Docking your stop-gap ship – which is a rather striking purple – at the station this is where you take control under the guidance of the ships computer – based on Adam Malkovitch – as you explore your surrounding area while blasting any 'X' as you go, doing this will release the parasite from the creature it infected allowing you to absorb it as either energy or ammunition which proves a rather useful mechanic throughout your mission and is used to particularly great effect upon defeating bosses which will grant you a significant upgrade ranging from anything like the simple Screw Attack to the deadly Diffusion Missiles which pack more than a punch.
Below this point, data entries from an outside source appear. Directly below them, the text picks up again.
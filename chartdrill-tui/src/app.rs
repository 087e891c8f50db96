//! Application state: single-owner, main-thread only.
//!
//! All TUI state lives here. The worker thread communicates via channels.

use std::collections::VecDeque;
use std::sync::mpsc::{Receiver, Sender};

use chrono::NaiveDateTime;
use tracing::{debug, warn};

use chartdrill_core::config::{clamp_bar_count, clamp_window_days, ChartDrillConfig};
use chartdrill_core::domain::{Segment, VenueMode};
use chartdrill_core::export::save_segment;
use chartdrill_core::session::SegmentParams;
use chartdrill_core::shortlist::SymbolChoices;

use crate::annotation::{Annotations, Cursor};
use crate::worker::{WorkerCommand, WorkerResponse};

pub const MAX_ERRORS: usize = 50;

/// Status message severity.
#[derive(Debug, Clone, Copy, PartialEq, Eq)]
pub enum StatusLevel {
    Info,
    Warning,
    Error,
}

/// An error record for the error history overlay.
#[derive(Debug, Clone)]
pub struct ErrorRecord {
    pub timestamp: NaiveDateTime,
    pub category: ErrorCategory,
    pub message: String,
    pub context: String,
}

#[derive(Debug, Clone, Copy, PartialEq, Eq)]
pub enum ErrorCategory {
    Venue,
    Sample,
    Export,
}

impl ErrorCategory {
    pub fn label(self) -> &'static str {
        match self {
            ErrorCategory::Venue => "NET",
            ErrorCategory::Sample => "DATA",
            ErrorCategory::Export => "IO",
        }
    }
}

/// Which overlay (if any) is shown on top.
#[derive(Debug, Clone, Copy, PartialEq, Eq)]
pub enum Overlay {
    None,
    Help,
    ErrorHistory,
}

/// User-adjustable sampling controls.
#[derive(Debug, Clone)]
pub struct Controls {
    pub symbol_index: usize,
    pub window_days: u32,
    pub bar_count: usize,
}

/// Top-level application state.
pub struct AppState {
    pub running: bool,
    pub config: ChartDrillConfig,

    // Shortlist and controls
    pub choices: Option<SymbolChoices>,
    pub controls: Controls,

    // Current chart
    pub segment: Option<Segment>,
    pub segment_mode: Option<VenueMode>,
    pub last_applied: Option<SegmentParams>,
    pub annotations: Annotations,
    pub cursor: Option<Cursor>,

    // Worker communication
    pub worker_tx: Sender<WorkerCommand>,
    pub worker_rx: Receiver<WorkerResponse>,
    /// A sample request is with the worker.
    pub in_flight: bool,
    /// Force a fresh draw once the in-flight request returns.
    pub redraw_queued: bool,

    // Cross-cutting
    pub fatal: Option<String>,
    pub status_message: Option<(String, StatusLevel)>,
    pub error_history: VecDeque<ErrorRecord>,
    pub error_scroll: usize,
    pub overlay: Overlay,
}

impl AppState {
    pub fn new(
        config: ChartDrillConfig,
        worker_tx: Sender<WorkerCommand>,
        worker_rx: Receiver<WorkerResponse>,
    ) -> Self {
        let controls = Controls {
            symbol_index: 0,
            window_days: config.default_window_days,
            bar_count: config.default_bar_count,
        };
        Self {
            running: true,
            config,
            choices: None,
            controls,
            segment: None,
            segment_mode: None,
            last_applied: None,
            annotations: Annotations::default(),
            cursor: None,
            worker_tx,
            worker_rx,
            in_flight: false,
            redraw_queued: false,
            fatal: None,
            status_message: None,
            error_history: VecDeque::with_capacity(MAX_ERRORS),
            error_scroll: 0,
            overlay: Overlay::None,
        }
    }

    pub fn selected_symbol(&self) -> Option<&str> {
        self.choices
            .as_ref()
            .and_then(|c| c.ordered.get(self.controls.symbol_index))
            .map(String::as_str)
    }

    /// Params implied by the current controls, once choices are loaded.
    pub fn current_params(&self) -> Option<SegmentParams> {
        let choices = self.choices.as_ref()?;
        Some(SegmentParams {
            symbol_display: self.selected_symbol()?.to_string(),
            window_days: self.controls.window_days,
            bar_count: self.controls.bar_count,
            mode: choices.mode,
        })
    }

    fn send(&mut self, cmd: WorkerCommand) {
        if self.worker_tx.send(cmd).is_err() {
            self.fatal = Some("background worker stopped".into());
        }
    }

    pub fn request_choices(&mut self) {
        self.set_status("Resolving venue and building shortlist...");
        self.send(WorkerCommand::LoadChoices);
    }

    /// Resample when the controls no longer match the displayed segment.
    pub fn refresh_if_stale(&mut self) {
        let Some(params) = self.current_params() else {
            return;
        };
        if params.needs_refresh(self.last_applied.as_ref()) {
            self.dispatch_sample(params);
        }
    }

    /// Draw a new segment with the current controls, stale or not.
    pub fn request_next_segment(&mut self) {
        let Some(params) = self.current_params() else {
            self.set_warning("Symbols are still loading");
            return;
        };
        self.dispatch_sample(params);
    }

    fn dispatch_sample(&mut self, params: SegmentParams) {
        if self.fatal.is_some() {
            return;
        }
        if self.in_flight {
            self.redraw_queued = true;
            return;
        }
        debug!(symbol = %params.symbol_display, bars = params.bar_count, "requesting segment");
        self.in_flight = true;
        self.set_status(format!("Sampling {}...", params.symbol_display));
        self.send(WorkerCommand::Sample { params });
    }

    pub fn cycle_symbol(&mut self, delta: isize) {
        let Some(len) = self.choices.as_ref().map(|c| c.ordered.len()) else {
            return;
        };
        if len == 0 {
            return;
        }
        let idx = self.controls.symbol_index as isize + delta;
        self.controls.symbol_index = idx.rem_euclid(len as isize) as usize;
        self.refresh_if_stale();
    }

    pub fn adjust_window(&mut self, delta: i64) {
        let days = (i64::from(self.controls.window_days) + delta).max(0);
        self.controls.window_days = clamp_window_days(u32::try_from(days).unwrap_or(u32::MAX));
        self.refresh_if_stale();
    }

    pub fn adjust_bars(&mut self, delta: i64) {
        let bars = (self.controls.bar_count as i64 + delta).max(0) as usize;
        self.controls.bar_count = clamp_bar_count(bars);
        self.refresh_if_stale();
    }

    pub fn handle_worker_response(&mut self, resp: WorkerResponse) {
        match resp {
            WorkerResponse::Choices { choices, defaults } => {
                self.controls.symbol_index = choices
                    .ordered
                    .iter()
                    .position(|d| *d == defaults.symbol_display)
                    .unwrap_or(0);
                let count = choices.ordered.len();
                let label = choices.mode.source_label();
                if choices.mode.is_fallback() {
                    self.set_warning(format!("{count} symbols from {label}"));
                } else {
                    self.set_status(format!("{count} symbols from {label}"));
                }
                self.choices = Some(choices);
                self.refresh_if_stale();
            }
            WorkerResponse::ChoicesRefreshed { choices } => self.replace_choices(choices),
            WorkerResponse::Fatal { message } => {
                self.in_flight = false;
                self.push_error(ErrorCategory::Venue, message.clone(), "venue resolution".into());
                self.fatal = Some(message);
            }
            WorkerResponse::Segment { params, segment } => {
                self.in_flight = false;
                self.set_status(format!(
                    "{} {} → {}",
                    params.symbol_display,
                    segment.start().format("%Y-%m-%d %H:%M"),
                    segment.end().format("%Y-%m-%d %H:%M"),
                ));
                self.cursor = Some(Cursor::centered(&segment));
                self.annotations.clear();
                self.segment_mode = Some(params.mode);
                self.segment = Some(segment);
                self.last_applied = Some(params);
                self.after_response();
            }
            WorkerResponse::SampleFailed { params, message } => {
                self.in_flight = false;
                warn!(symbol = %params.symbol_display, %message, "sampling failed");
                self.segment = None;
                self.cursor = None;
                self.annotations.clear();
                // Counts as applied so the same controls are not retried in a loop.
                self.last_applied = Some(params.clone());
                self.push_error(ErrorCategory::Sample, message, params.symbol_display);
                self.after_response();
            }
        }
    }

    /// Swap in a rebuilt shortlist, keeping the selected symbol when it is
    /// still listed and falling back to the default otherwise.
    ///
    /// Arrives ahead of a sample result, so resampling is left to the
    /// staleness check that result triggers.
    fn replace_choices(&mut self, choices: SymbolChoices) {
        let kept = self
            .selected_symbol()
            .and_then(|s| choices.ordered.iter().position(|d| d == s));
        match kept {
            Some(index) => {
                self.controls.symbol_index = index;
                self.set_status(format!("Shortlist refreshed: {} symbols", choices.ordered.len()));
            }
            None => {
                let dropped = self.selected_symbol().unwrap_or("-").to_string();
                self.controls.symbol_index = choices.default_index();
                self.set_warning(format!("{dropped} left the shortlist"));
            }
        }
        self.choices = Some(choices);
    }

    fn after_response(&mut self) {
        if std::mem::take(&mut self.redraw_queued) {
            self.request_next_segment();
        } else {
            self.refresh_if_stale();
        }
    }

    /// Save the displayed segment as CSV into the export directory.
    pub fn export_current(&mut self) {
        let (Some(segment), Some(params)) = (&self.segment, &self.last_applied) else {
            self.set_warning("Nothing to export");
            return;
        };
        match save_segment(&self.config.export_dir, &params.symbol_display, segment) {
            Ok(path) => self.set_status(format!("Saved {}", path.display())),
            Err(e) => {
                let context = self.config.export_dir.display().to_string();
                self.push_error(ErrorCategory::Export, e.to_string(), context);
            }
        }
    }

    pub fn move_cursor(&mut self, bars: i64, steps: i64) {
        if let (Some(cursor), Some(segment)) = (self.cursor.as_mut(), self.segment.as_ref()) {
            cursor.step(segment, bars, steps);
        }
    }

    pub fn press_annotation(&mut self) {
        let Some(cursor) = self.cursor else {
            return;
        };
        if self.annotations.press(cursor.point()).is_some() {
            self.set_status(format!(
                "{} added ({} total)",
                self.annotations.tool.label(),
                self.annotations.len()
            ));
        }
    }

    /// Push an error to the history, capping at [`MAX_ERRORS`].
    pub fn push_error(&mut self, category: ErrorCategory, message: String, context: String) {
        let record = ErrorRecord {
            timestamp: chrono::Local::now().naive_local(),
            category,
            message: message.clone(),
            context,
        };
        self.error_history.push_front(record);
        if self.error_history.len() > MAX_ERRORS {
            self.error_history.pop_back();
        }
        self.status_message = Some((message, StatusLevel::Error));
    }

    /// Set an info status message.
    pub fn set_status(&mut self, msg: impl Into<String>) {
        self.status_message = Some((msg.into(), StatusLevel::Info));
    }

    /// Set a warning status message.
    pub fn set_warning(&mut self, msg: impl Into<String>) {
        self.status_message = Some((msg.into(), StatusLevel::Warning));
    }
}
It's well noted that while Fusion is undeniably more of a linear affair than Super Metroid it's actually here from where it draws strength because you always know roughly where to go which spurs you on and while it may feel like having a computer giving you intel somewhat breaks that feeling of isolation, it's kept in check by the tension which is created by the SA-X which is an X-parasite copy of Samus in her original Chozo designed, fully powered-up battle armour which stalks you throughout the game making for some incredibly tense moments especially being that you're too underpowered to take on the creation until near the end of the game.   


In the visual department Fusion truly excels featuring graphics eerily reminiscent of the great Super Metroid except even more detailed thanks to the GBA hardware which allows for some impressive effects indeed including an excellent representation of space just outside the ship along with some subtle lighting which really helps bring the six sprawling areas to life the most spectacular section being a replica of of SR388 which has to be seen to be believed. Naturally the audio complements the action perfectly featuring accompanying pieces both old and new along with a diverse range of moods conveyed brilliantly managing to masterfully build then disperse feelings of tension as required which only adds to the already deeply engaging experience.  
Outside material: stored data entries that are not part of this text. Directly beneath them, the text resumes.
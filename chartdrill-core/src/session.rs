//! Staleness check for the displayed segment.

use serde::{Deserialize, Serialize};

use crate::domain::VenueMode;

/// Control values a segment was (or would be) sampled with.
#[derive(Debug, Clone, PartialEq, Eq, Serialize, Deserialize)]
pub struct SegmentParams {
    pub symbol_display: String,
    pub window_days: u32,
    pub bar_count: usize,
    pub mode: VenueMode,
}

impl SegmentParams {
    /// True when nothing has been applied yet or any control changed.
    pub fn needs_refresh(&self, last_applied: Option<&SegmentParams>) -> bool {
        last_applied != Some(self)
    }
}

#[cfg(test)]
mod tests {
    use super::*;

    fn params() -> SegmentParams {
        SegmentParams {
            symbol_display: "BTC/USDT".into(),
            window_days: 750,
            bar_count: 120,
            mode: VenueMode::Derivatives,
        }
    }

    #[test]
    fn first_load_needs_refresh() {
        assert!(params().needs_refresh(None));
    }

    #[test]
    fn unchanged_params_do_not_refresh() {
        let p = params();
        assert!(!p.needs_refresh(Some(&p.clone())));
    }

    #[test]
    fn any_changed_field_refreshes() {
        let last = params();

        let mut p = params();
        p.symbol_display = "ETH/USDT".into();
        assert!(p.needs_refresh(Some(&last)));

        let mut p = params();
        p.window_days = 30;
        assert!(p.needs_refresh(Some(&last)));

        let mut p = params();
        p.bar_count = 200;
        assert!(p.needs_refresh(Some(&last)));

        let mut p = params();
        p.mode = VenueMode::Spot;
        assert!(p.needs_refresh(Some(&last)));
    }
}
A simply amazing title which goes some way to proving that length isn't everything in a game because while Metroid Fusion is significantly shorter than previous entries it most certainly captures every single positive aspect within the series, presenting itself in such a spectacular way which will utterly absorb you from start to finish. To put it another way this is one of the finest Metroid titles to date so quite honestly if you haven't played it yet then I really don't know what you're waiting for, especially considering that you can now play on the big screen with SNES style controls at your fingertips. So please I urge you to enjoy what could easily be considered as Samus Aran's finest hour in recent years, who knows when we might again witness the brilliance of another painstakingly crafted 2D Metroid title, at least this is another chance to spend some quality time with the finest intergalactic bounty hunter ever to grace our screens be they large or small; Ms Samus Aran we salute you.    

Verdict : The most masterful Metroid title since the 16-bit era.

That's it for another installment of VC Weekly which will return again soon. So until then, enjoy the rest of the week and Game On!